YOUR ASSIGNMENT: Copy the entries exactly, leaving out nothing.
START RECORDS TO USE
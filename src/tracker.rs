//! Hidden-information bookkeeping for the 52-card universe.
//!
//! Every card lives in exactly one slot of a fixed table, so the
//! unseen / in-reserve / in-play classification cannot drift out of sync.

use serde::{Deserialize, Serialize};
use tracing::trace;

use crate::card::{Card, DECK_SIZE, RESERVE_SIZE};
use crate::error::AdvisorError;
use crate::state::{DrawMode, Snapshot};

/// What the advisor knows about one card.
#[derive(Clone, Copy, Debug, Eq, PartialEq, Serialize, Deserialize)]
pub enum Knowledge {
    /// Never observed.
    Unseen,
    /// Observed in the reserve; the sequence number orders arrivals.
    InReserve(u8),
    /// Observed face-up on the tableau or atop a foundation.
    InPlay,
}

/// Partial-information tracker rebuilt for every deal.
#[derive(Clone, Debug, Serialize, Deserialize, PartialEq, Eq)]
pub struct KnowledgeTracker {
    mode: DrawMode,
    table: Vec<Knowledge>,
    seen_reserve: usize,
    next_sequence: u8,
}

impl KnowledgeTracker {
    pub fn new(mode: DrawMode) -> Self {
        Self {
            mode,
            table: vec![Knowledge::Unseen; DECK_SIZE],
            seen_reserve: 0,
            next_sequence: 0,
        }
    }

    pub fn mode(&self) -> DrawMode {
        self.mode
    }

    pub fn knowledge(&self, card: Card) -> Knowledge {
        self.table[card.index()]
    }

    pub fn is_unseen(&self, card: Card) -> bool {
        self.knowledge(card) == Knowledge::Unseen
    }

    pub fn is_in_reserve(&self, card: Card) -> bool {
        matches!(self.knowledge(card), Knowledge::InReserve(_))
    }

    pub fn is_in_play(&self, card: Card) -> bool {
        self.knowledge(card) == Knowledge::InPlay
    }

    /// Number of distinct reserve cards identified so far, saturating at 24.
    pub fn seen_reserve_count(&self) -> usize {
        self.seen_reserve
    }

    /// Every reserve card has been identified.
    pub fn reserve_known(&self) -> bool {
        self.seen_reserve >= RESERVE_SIZE
    }

    pub fn missing(&self) -> Vec<Card> {
        self.cards_where(|k| k == Knowledge::Unseen)
    }

    pub fn in_play(&self) -> Vec<Card> {
        self.cards_where(|k| k == Knowledge::InPlay)
    }

    /// Cards known to sit in the reserve, oldest sighting first.
    pub fn in_reserve(&self) -> Vec<Card> {
        let mut cards: Vec<(u8, Card)> = self
            .table
            .iter()
            .enumerate()
            .filter_map(|(idx, knowledge)| match knowledge {
                Knowledge::InReserve(seq) => Card::from_index(idx).map(|card| (*seq, card)),
                _ => None,
            })
            .collect();
        cards.sort_unstable_by_key(|(seq, _)| *seq);
        cards.into_iter().map(|(_, card)| card).collect()
    }

    fn cards_where(&self, predicate: impl Fn(Knowledge) -> bool) -> Vec<Card> {
        self.table
            .iter()
            .enumerate()
            .filter(|(_, knowledge)| predicate(**knowledge))
            .filter_map(|(idx, _)| Card::from_index(idx))
            .collect()
    }

    /// Reconciles the table with a fresh observation.
    ///
    /// Returns the number of cards whose classification changed.
    pub fn update(&mut self, snapshot: &Snapshot) -> usize {
        let mut changed = 0;

        let revealed = match self.mode {
            DrawMode::Single => &snapshot.reserve[..1],
            DrawMode::Triple => &snapshot.reserve[..],
        };
        // Oldest exposure first so arrival order matches the pile.
        for card in revealed.iter().rev().flatten() {
            if self.seen_reserve >= RESERVE_SIZE {
                break;
            }
            if self.is_unseen(*card) {
                self.table[card.index()] = Knowledge::InReserve(self.next_sequence);
                self.next_sequence = self.next_sequence.saturating_add(1);
                self.seen_reserve += 1;
                changed += 1;
                trace!(%card, seen = self.seen_reserve, "reserve card identified");
            }
        }

        for card in snapshot.visible_cards() {
            if !self.is_in_play(card) {
                trace!(%card, from = ?self.knowledge(card), "card confirmed in play");
                self.table[card.index()] = Knowledge::InPlay;
                changed += 1;
            }
        }

        changed
    }

    /// Detects a card observed in two places within one snapshot.
    pub fn check_snapshot(snapshot: &Snapshot) -> Result<(), AdvisorError> {
        let mut seen = [false; DECK_SIZE];
        let reserve = snapshot.reserve.iter().flatten().copied();
        for card in snapshot.visible_cards().chain(reserve) {
            if std::mem::replace(&mut seen[card.index()], true) {
                return Err(AdvisorError::Malformed(card));
            }
        }
        Ok(())
    }
}

#[cfg(test)]
mod tests {
    use super::*;
    use crate::state::Slot;

    fn card(text: &str) -> Card {
        text.parse().expect("valid card")
    }

    fn assert_partition(tracker: &KnowledgeTracker) {
        let total =
            tracker.missing().len() + tracker.in_reserve().len() + tracker.in_play().len();
        assert_eq!(total, DECK_SIZE);
    }

    #[test]
    fn fresh_tracker_has_everything_missing() {
        let tracker = KnowledgeTracker::new(DrawMode::Single);
        assert_eq!(tracker.missing().len(), DECK_SIZE);
        assert!(tracker.in_reserve().is_empty());
        assert_eq!(tracker.seen_reserve_count(), 0);
    }

    #[test]
    fn reserve_cards_move_to_play_when_placed() {
        let mut tracker = KnowledgeTracker::new(DrawMode::Single);
        let mut snapshot = Snapshot::empty();
        snapshot.reserve[0] = Some(card("9H"));
        assert_eq!(tracker.update(&snapshot), 1);
        assert_eq!(tracker.in_reserve(), vec![card("9H")]);
        assert_partition(&tracker);

        snapshot.reserve[0] = None;
        snapshot.columns[2] = vec![Slot::FaceDown, Slot::Up(card("TS")), Slot::Up(card("9H"))];
        tracker.update(&snapshot);
        assert!(tracker.is_in_play(card("9H")));
        assert!(tracker.is_in_play(card("TS")));
        assert!(tracker.in_reserve().is_empty());
        assert_eq!(tracker.seen_reserve_count(), 1);
        assert_partition(&tracker);
    }

    #[test]
    fn triple_draw_records_oldest_exposure_first() {
        let mut tracker = KnowledgeTracker::new(DrawMode::Triple);
        let mut snapshot = Snapshot::empty();
        snapshot.reserve = [Some(card("3C")), Some(card("QD")), Some(card("7S"))];
        assert_eq!(tracker.update(&snapshot), 3);
        assert_eq!(tracker.in_reserve(), vec![card("7S"), card("QD"), card("3C")]);
    }

    #[test]
    fn single_draw_ignores_buried_reserve_cards() {
        let mut tracker = KnowledgeTracker::new(DrawMode::Single);
        let mut snapshot = Snapshot::empty();
        snapshot.reserve = [Some(card("3C")), Some(card("QD")), None];
        tracker.update(&snapshot);
        assert_eq!(tracker.in_reserve(), vec![card("3C")]);
    }

    #[test]
    fn update_is_idempotent() {
        let mut tracker = KnowledgeTracker::new(DrawMode::Single);
        let mut snapshot = Snapshot::empty();
        snapshot.reserve[0] = Some(card("AH"));
        snapshot.foundations[0] = Some(card("2S"));
        assert_eq!(tracker.update(&snapshot), 2);
        let before = tracker.clone();
        assert_eq!(tracker.update(&snapshot), 0);
        assert_eq!(tracker, before);
    }

    #[test]
    fn duplicate_cards_are_reported() {
        let mut snapshot = Snapshot::empty();
        snapshot.columns[0] = vec![Slot::Up(card("5D"))];
        snapshot.reserve[0] = Some(card("5D"));
        assert_eq!(
            KnowledgeTracker::check_snapshot(&snapshot),
            Err(AdvisorError::Malformed(card("5D")))
        );
    }
}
END RECORDS TO USE
RESULT:
filename src/tracker.rs
//! Hidden-information bookkeeping for the 52-card universe.
//!
//! Every card lives in exactly one slot of a fixed table, so the
//! unseen / in-reserve / in-play classification cannot drift out of sync.

use serde::{Deserialize, Serialize};
use tracing::trace;

use crate::card::{Card, DECK_SIZE, RESERVE_SIZE};
use crate::error::AdvisorError;
use crate::state::{DrawMode, Snapshot};

/// What the advisor knows about one card.
#[derive(Clone, Copy, Debug, Eq, PartialEq, Serialize, Deserialize)]
pub enum Knowledge {
    /// Never observed.
    Unseen,
    /// Observed in the reserve; the sequence number orders arrivals.
    InReserve(u8),
    /// Observed face-up on the tableau or atop a foundation.
    InPlay,
}

/// Partial-information tracker rebuilt for every deal.
#[derive(Clone, Debug, Serialize, Deserialize, PartialEq, Eq)]
pub struct KnowledgeTracker {
    mode: DrawMode,
    table: Vec<Knowledge>,
    seen_reserve: usize,
    next_sequence: u8,
}

impl KnowledgeTracker {
    pub fn new(mode: DrawMode) -> Self {
        Self {
            mode,
            table: vec![Knowledge::Unseen; DECK_SIZE],
            seen_reserve: 0,
            next_sequence: 0,
        }
    }

    pub fn mode(&self) -> DrawMode {
        self.mode
    }

    pub fn knowledge(&self, card: Card) -> Knowledge {
        self.table[card.index()]
    }

    pub fn is_unseen(&self, card: Card) -> bool {
        self.knowledge(card) == Knowledge::Unseen
    }

    pub fn is_in_reserve(&self, card: Card) -> bool {
        matches!(self.knowledge(card), Knowledge::InReserve(_))
    }

    pub fn is_in_play(&self, card: Card) -> bool {
        self.knowledge(card) == Knowledge::InPlay
    }

    /// Number of distinct reserve cards identified so far, saturating at 24.
    pub fn seen_reserve_count(&self) -> usize {
        self.seen_reserve
    }

    /// Every reserve card has been identified.
    pub fn reserve_known(&self) -> bool {
        self.seen_reserve >= RESERVE_SIZE
    }

    pub fn missing(&self) -> Vec<Card> {
        self.cards_where(|k| k == Knowledge::Unseen)
    }

    pub fn in_play(&self) -> Vec<Card> {
        self.cards_where(|k| k == Knowledge::InPlay)
    }

    /// Cards known to sit in the reserve, oldest sighting first.
    pub fn in_reserve(&self) -> Vec<Card> {
        let mut cards: Vec<(u8, Card)> = self
            .table
            .iter()
            .enumerate()
            .filter_map(|(idx, knowledge)| match knowledge {
                Knowledge::InReserve(seq) => Card::from_index(idx).map(|card| (*seq, card)),
                _ => None,
            })
            .collect();
        cards.sort_unstable_by_key(|(seq, _)| *seq);
        cards.into_iter().map(|(_, card)| card).collect()
    }

    fn cards_where(&self, predicate: impl Fn(Knowledge) -> bool) -> Vec<Card> {
        self.table
            .iter()
            .enumerate()
            .filter(|(_, knowledge)| predicate(**knowledge))
            .filter_map(|(idx, _)| Card::from_index(idx))
            .collect()
    }

    /// Reconciles the table with a fresh observation.
    ///
    /// Returns the number of cards whose classification changed.
    pub fn update(&mut self, snapshot: &Snapshot) -> usize {
        let mut changed = 0;

        let revealed = match self.mode {
            DrawMode::Single => &snapshot.reserve[..1],
            DrawMode::Triple => &snapshot.reserve[..],
        };
        // Oldest exposure first so arrival order matches the pile.
        for card in revealed.iter().rev().flatten() {
            if self.seen_reserve >= RESERVE_SIZE {
                break;
            }
            if self.is_unseen(*card) {
                self.table[card.index()] = Knowledge::InReserve(self.next_sequence);
                self.next_sequence = self.next_sequence.saturating_add(1);
                self.seen_reserve += 1;
                changed += 1;
                trace!(%card, seen = self.seen_reserve, "reserve card identified");
            }
        }

        for card in snapshot.visible_cards() {
            if !self.is_in_play(card) {
                trace!(%card, from = ?self.knowledge(card), "card confirmed in play");
                self.table[card.index()] = Knowledge::InPlay;
                changed += 1;
            }
        }

        changed
    }

    /// Detects a card observed in two places within one snapshot.
    pub fn check_snapshot(snapshot: &Snapshot) -> Result<(), AdvisorError> {
        let mut seen = [false; DECK_SIZE];
        let reserve = snapshot.reserve.iter().flatten().copied();
        for card in snapshot.visible_cards().chain(reserve) {
            if std::mem::replace(&mut seen[card.index()], true) {
                return Err(AdvisorError::Malformed(card));
            }
        }
        Ok(())
    }
}

#[cfg(test)]
mod tests {
    use super::*;
    use crate::state::Slot;

    fn card(text: &str) -> Card {
        text.parse().expect("valid card")
    }

    fn assert_partition(tracker: &KnowledgeTracker) {
        let total =
            tracker.missing().len() + tracker.in_reserve().len() + tracker.in_play().len();
        assert_eq!(total, DECK_SIZE);
    }

    #[test]
    fn fresh_tracker_has_everything_missing() {
        let tracker = KnowledgeTracker::new(DrawMode::Single);
        assert_eq!(tracker.missing().len(), DECK_SIZE);
        assert!(tracker.in_reserve().is_empty());
        assert_eq!(tracker.seen_reserve_count(), 0);
    }

    #[test]
    fn reserve_cards_move_to_play_when_placed() {
        let mut tracker = KnowledgeTracker::new(DrawMode::Single);
        let mut snapshot = Snapshot::empty();
        snapshot.reserve[0] = Some(card("9H"));
        assert_eq!(tracker.update(&snapshot), 1);
        assert_eq!(tracker.in_reserve(), vec![card("9H")]);
        assert_partition(&tracker);

        snapshot.reserve[0] = None;
        snapshot.columns[2] = vec![Slot::FaceDown, Slot::Up(card("TS")), Slot::Up(card("9H"))];
        tracker.update(&snapshot);
        assert!(tracker.is_in_play(card("9H")));
        assert!(tracker.is_in_play(card("TS")));
        assert!(tracker.in_reserve().is_empty());
        assert_eq!(tracker.seen_reserve_count(), 1);
        assert_partition(&tracker);
    }

    #[test]
    fn triple_draw_records_oldest_exposure_first() {
        let mut tracker = KnowledgeTracker::new(DrawMode::Triple);
        let mut snapshot = Snapshot::empty();
        snapshot.reserve = [Some(card("3C")), Some(card("QD")), Some(card("7S"))];
        assert_eq!(tracker.update(&snapshot), 3);
        assert_eq!(tracker.in_reserve(), vec![card("7S"), card("QD"), card("3C")]);
    }

    #[test]
    fn single_draw_ignores_buried_reserve_cards() {
        let mut tracker = KnowledgeTracker::new(DrawMode::Single);
        let mut snapshot = Snapshot::empty();
        snapshot.reserve = [Some(card("3C")), Some(card("QD")), None];
        tracker.update(&snapshot);
        assert_eq!(tracker.in_reserve(), vec![card("3C")]);
    }

    #[test]
    fn update_is_idempotent() {
        let mut tracker = KnowledgeTracker::new(DrawMode::Single);
        let mut snapshot = Snapshot::empty();
        snapshot.reserve[0] = Some(card("AH"));
        snapshot.foundations[0] = Some(card("2S"));
        assert_eq!(tracker.update(&snapshot), 2);
        let before = tracker.clone();
        assert_eq!(tracker.update(&snapshot), 0);
        assert_eq!(tracker, before);
    }

    #[test]
    fn duplicate_cards_are_reported() {
        let mut snapshot = Snapshot::empty();
        snapshot.columns[0] = vec![Slot::Up(card("5D"))];
        snapshot.reserve[0] = Some(card("5D"));
        assert_eq!(
            KnowledgeTracker::check_snapshot(&snapshot),
            Err(AdvisorError::Malformed(card("5D")))
        );
    }
}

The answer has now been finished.